Department of the Peru–Bolivian Confederation

Santa Cruz Department (Departamento de Santa Cruz) was a department of Bolivia, a constituent country of the Peru–Bolivian Confederation, which existed from 1836 to 1839. Created alongside the confederate state, its capital was Santa Cruz de la Sierra.

==History==
Santa Cruz sent deputies to the Congress of Tapacarí in June 1836, where the Bolivian government, under the command of General Andrés de Santa Cruz agreed that after the military intervention in Peru, give recognition to the creation of the Peruvian-Bolivian Confederation.

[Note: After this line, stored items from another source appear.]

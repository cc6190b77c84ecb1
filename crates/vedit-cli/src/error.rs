//! Error handling for the vedit CLI.
//!
//! Library errors convert into [`CliError`] through `#[from]`; `main` turns
//! whatever reaches it into a miette report. Per-edit failures of the
//! mutation server are not errors at all: they are collected as rejected
//! changes and returned to the caller.

use std::path::PathBuf;

use thiserror::Error;
use vedit_analysis::AnalysisError;
use vedit_annotate::AnnotateError;
use vedit_config::ConfigError;

mod miette;

pub use self::miette::cli_error_to_miette;

/// Top-level CLI error type.
#[derive(Debug, Error)]
pub enum CliError {
    /// Configuration loading or validation failed
    #[error("Configuration error: {0}")]
    Config(#[from] ConfigError),

    /// A source file could not be read or parsed
    #[error("Analysis error: {0}")]
    Analysis(#[from] AnalysisError),

    /// Annotation of a file failed
    #[error("Annotation error: {0}")]
    Annotate(#[from] AnnotateError),

    /// Invalid command-line arguments or options
    #[error("Invalid argument: {0}")]
    InvalidArgument(String),

    /// File or directory not found
    #[error("File not found: {}", .0.display())]
    FileNotFound(PathBuf),

    /// I/O errors from file system operations
    #[error("I/O error: {0}")]
    Io(#[from] std::io::Error),

    /// Mutation server errors
    #[error("Server error: {0}")]
    Server(String),

    /// JSON serialization/deserialization errors
    #[error("JSON error: {0}")]
    Json(#[from] serde_json::Error),
}

/// Result type alias using `CliError` as the default error type.
pub type Result<T, E = CliError> = std::result::Result<T, E>;

#[cfg(test)]
mod tests {
    use super::*;

    #[test]
    fn test_cli_error_from_config_error() {
        let err: CliError = ConfigError::NotFound(PathBuf::from("vedit.toml")).into();
        assert!(matches!(err, CliError::Config(_)));
        assert!(err.to_string().contains("vedit.toml"));
    }

    #[test]
    fn test_cli_error_from_analysis_error() {
        let err: CliError = AnalysisError::Parse {
            path: PathBuf::from("src/App.jsx"),
            message: "Unexpected token".into(),
        }
        .into();
        let msg = err.to_string();
        assert!(msg.starts_with("Analysis error"));
        assert!(msg.contains("src/App.jsx"));
    }

    #[test]
    fn test_file_not_found_message() {
        let err = CliError::FileNotFound(PathBuf::from("src/Missing.jsx"));
        assert_eq!(err.to_string(), "File not found: src/Missing.jsx");
    }
}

The Fundamental Law of 1837, signed in the city of Tacna, with the approval of the self-proclaimed supreme protector Andrés de Santa Cruz, recognized Santa Cruz as a founding department of the Confederation.

Santa Cruz was subject to the General Government, its governor was appointed by the president of the State, and this in turn was appointed by the supreme protector on duty. The governor was obliged to elect representatives of his department to participate in congressional meetings, which were ordered by the president of the Bolivian State.